Yeni Şafak yazarı Dumanlı'ya çaktı!

Yeni Şafak yazarı Ömer Lekesiz bugün kaleme aldığı bir yazıyla, dün "Mccarthy ruhu hortladı" diyen Zaman gazetesi Genel Yayın Müdürü Ekrem Dumanlı'ya yüklendi.

Dumanlı'nın yazdığı "McCarthy ruhu" yazısının analizini yapan Lekesiz, şöyle yazdı:

"MİT kalkışmasından bugüne paralel medyanın saldırı dilinde (içerik ve söylem olarak) meydana gelen değişiklikler üzerine sıkı bir bilimsel çalışma yapılsa yeridir.

(...) 17 Aralık seçim ayarlı darbe kalkışmasında hadsizleşmiş bir külhanbeyi söylemine geçildi; mızraklara Kur'an sayfaları takılarak yapılan tarihi saldırı biçimlerini güncellediler.

Alim-zalim ikilemelerinden, İsevi örneklemelere geçildi. 'Biz sadece Türkiye değiliz, tesislerimizin bulunduğu ülkelerle koskoca bir dünyayız' demeye varan kibir diline tutundular.

30 Mart'tan sonra 'yenilsek de ayaktayız' gazıyla 'dayanın çocuklar, yarınlar bizimdir' şeklinde devrimci dilden bozma ucuz 'abi söylevleri' hakim olmaya başladı.

Ama bu da kapalı devre bir yayın gibi algılanmaktan öteye geçmeyince 'yargısız infaza uğratılıyoruz'dan başlayıp 'Cadı avı' kavramına tutunan bir tarihselciliğe bel bağladılar.

McCARTHY RUHU

Cadı avı çok Avrupai, bizim kültürümüze çok uzak kalınca 'McCarthy ruhu'na geçiş yapıldı.

McCarthy ruhunun bizimle ne ilgisi var?

Onun da tıpkı 'Cadı avı' gibi bizimle hiçbir ilgisi yok.

Diğer bir söyleyişle söylem değiştire değiştire dilleri yalama olanların tutunabilecekleri bir can simidi olabilirdi McCarthy ama bu ülke insanı için hiçbir şey ifade etmezdi.

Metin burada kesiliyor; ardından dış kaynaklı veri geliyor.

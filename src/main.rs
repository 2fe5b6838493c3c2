use clap::{App, Arg, ArgMatches};
use futures::executor::block_on;
use std::error::Error;
use std::io::{self, BufRead, Write};
use std::path::Path;
use std::time::Instant;
use tracing::info;
use tracing_subscriber::{fmt, EnvFilter};
use wsa::source::read_source;
use wsa::ws::instruction::{annotate, decode_readable};
use wsa::ws::io::{CallbackOutput, FnInput, InputSource, Io, StaticInput};
use wsa::ws::vm::{self, Interrupt, MachineState};
use wsa::wsa::{compile_and_exit, CompileOptions, FileResolver};

fn args() -> ArgMatches {
    let extensions = Arg::new("extensions")
        .short('e')
        .long("extensions")
        .takes_value(false)
        .required(false)
        .help("enables the bitwise instructions and the debugger marker");

    App::new("wsa")
        .about("an assembler and virtual machine for whitespace")
        .version("0.1.0")
        .subcommand_required(true)
        .arg(
            Arg::new("verbose")
                .short('v')
                .long("verbose")
                .global(true)
                .takes_value(false)
                .required(false)
                .help("logs every compilation stage to stderr"),
        )
        .subcommand(
            App::new("compile")
                .about("assembles a WSA source file into whitespace")
                .arg(
                    Arg::new("main")
                        .index(1)
                        .required(true)
                        .help("the WSA source file to compile"),
                )
                .arg(
                    Arg::new("output")
                        .index(2)
                        .required(true)
                        .help("where to write the whitespace program"),
                )
                .arg(extensions.clone())
                .arg(
                    Arg::new("annotate")
                        .short('a')
                        .long("annotate")
                        .takes_value(false)
                        .required(false)
                        .help("prefixes every whitespace character with a visible S, T or L"),
                ),
        )
        .subcommand(
            App::new("run")
                .about("executes a whitespace program")
                .arg(
                    Arg::new("file")
                        .index(1)
                        .required(true)
                        .help("the program to run"),
                )
                .arg(
                    Arg::new("asm")
                        .short('s')
                        .long("asm")
                        .takes_value(false)
                        .required(false)
                        .help("treats the file as WSA source and compiles it first"),
                )
                .arg(extensions)
                .arg(
                    Arg::new("input")
                        .short('i')
                        .long("input")
                        .takes_value(true)
                        .required(false)
                        .help("program input; stdin is read line by line if omitted"),
                ),
        )
        .get_matches()
}

fn init_logging(verbose: bool) {
    let filter = if verbose {
        EnvFilter::new("wsa=debug")
    } else {
        EnvFilter::try_from_default_env().unwrap_or_else(|_| EnvFilter::new("wsa=warn"))
    };

    fmt()
        .with_env_filter(filter)
        .with_target(false)
        .with_writer(io::stderr)
        .init();
}

fn options(args: &ArgMatches) -> CompileOptions {
    CompileOptions {
        extensions: args.is_present("extensions"),
    }
}

fn assemble(path: &Path, options: CompileOptions) -> Result<String, Box<dyn Error>> {
    let source = read_source(path)?;
    let root = path.parent().unwrap_or_else(|| Path::new("."));
    let mut resolver = FileResolver::new(root);
    let start = Instant::now();
    let text = block_on(compile_and_exit(&source, &mut resolver, options))?;
    info!(
        bytes = text.len(),
        micros = start.elapsed().as_micros() as u64,
        "compiled {}",
        path.display()
    );

    Ok(text)
}

fn compile(args: &ArgMatches) -> Result<(), Box<dyn Error>> {
    let main = Path::new(args.value_of("main").unwrap_or_default());
    let output = Path::new(args.value_of("output").unwrap_or_default());
    let mut text = assemble(main, options(args))?;
    if args.is_present("annotate") {
        text = annotate(&text);
    }
    std::fs::write(output, text)?;

    Ok(())
}

fn execute<S: InputSource>(text: &str, source: S) -> Result<(), Box<dyn Error>> {
    let program = wsa::load_program(text)?;
    let stdout = io::stdout();
    let mut io = Io::new(
        source,
        CallbackOutput(|out: &str| {
            let mut handle = stdout.lock();
            let _ = handle.write_all(out.as_bytes());
            let _ = handle.flush();
        }),
    );
    let mut state = MachineState::new();
    let start = Instant::now();
    block_on(vm::execute(&program, &mut state, &mut io, &Interrupt::new()))?;
    info!(
        steps = state.steps_taken,
        millis = start.elapsed().as_millis() as u64,
        "program halted"
    );

    Ok(())
}

fn run(args: &ArgMatches) -> Result<(), Box<dyn Error>> {
    let file = Path::new(args.value_of("file").unwrap_or_default());
    let text = if args.is_present("asm") {
        assemble(file, options(args))?
    } else {
        let raw = read_source(file)?;
        if raw.contains("[LF]") {
            decode_readable(&raw)
        } else {
            raw
        }
    };

    match args.value_of("input") {
        Some(input) => execute(&text, StaticInput::new(input)),
        None => execute(
            &text,
            FnInput(|| {
                let mut line = String::new();
                match io::stdin().lock().read_line(&mut line) {
                    Ok(_) => line,
                    Err(_) => String::new(),
                }
            }),
        ),
    }
}

fn main() -> Result<(), Box<dyn Error>> {
    let args = args();
    let (command, sub) = match args.subcommand() {
        Some(subcommand) => subcommand,
        None => return Ok(()),
    };
    init_logging(args.is_present("verbose") || sub.is_present("verbose"));

    match command {
        "compile" => compile(sub),
        _ => run(sub),
    }
}
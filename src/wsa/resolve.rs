use crate::source::{read_source, SourceError};
use futures::future::{self, FutureExt, LocalBoxFuture};
use std::collections::HashMap;
use std::path::PathBuf;
use thiserror::Error;

#[derive(Debug, Error)]
pub enum ResolveError {
    #[error("no source named {0:?}")]
    NotFound(String),
    #[error(transparent)]
    Source(#[from] SourceError),
}

/// Supplies the text of an included source by name. Resolution may be asynchronous, e.g. a
/// fetch in the browser.
pub trait SourceResolver {
    fn resolve<'a>(&'a mut self, name: &'a str) -> LocalBoxFuture<'a, Result<String, ResolveError>>;
}

/// Rejects every include that is not a built-in library
#[derive(Debug, Default, Clone, Copy)]
pub struct NoIncludes;

impl SourceResolver for NoIncludes {
    fn resolve<'a>(&'a mut self, name: &'a str) -> LocalBoxFuture<'a, Result<String, ResolveError>> {
        future::ready(Err(ResolveError::NotFound(name.to_string()))).boxed_local()
    }
}

impl SourceResolver for HashMap<String, String> {
    fn resolve<'a>(&'a mut self, name: &'a str) -> LocalBoxFuture<'a, Result<String, ResolveError>> {
        let text = self
            .get(name)
            .cloned()
            .ok_or_else(|| ResolveError::NotFound(name.to_string()));
        future::ready(text).boxed_local()
    }
}

/// Resolves names as paths relative to a directory, trying `name` and then `name.wsa`
#[derive(Debug, Clone)]
pub struct FileResolver {
    root: PathBuf,
}

impl FileResolver {
    pub fn new<P: Into<PathBuf>>(root: P) -> FileResolver {
        FileResolver { root: root.into() }
    }
}

impl SourceResolver for FileResolver {
    fn resolve<'a>(&'a mut self, name: &'a str) -> LocalBoxFuture<'a, Result<String, ResolveError>> {
        let exact = self.root.join(name);
        let path = if exact.is_file() {
            exact
        } else {
            self.root.join(format!("{}.wsa", name))
        };
        future::ready(read_source(&path).map_err(ResolveError::from)).boxed_local()
    }
}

İçeriye konuşabilecek yüzleri kalmadığından dışarıya konuşanların malzemesi gibi duruyordu zaten McCarthy.

Onları savaş meydanına sürüp, başarısızlıklarını görünce bir vakte kadar yeniden karanlıklara sinerek beklemeyi kuran efendilerine karşı 'bizi terk ettiniz, bakın ne hallere düştük' sızlanmasının adıydı biraz da McCarthy ruhu dedikleri.

Evet, yazımın başında söylediğim gibi, nerelerden gelindi 'McCarthy ruhu'na iyice bakılmalı.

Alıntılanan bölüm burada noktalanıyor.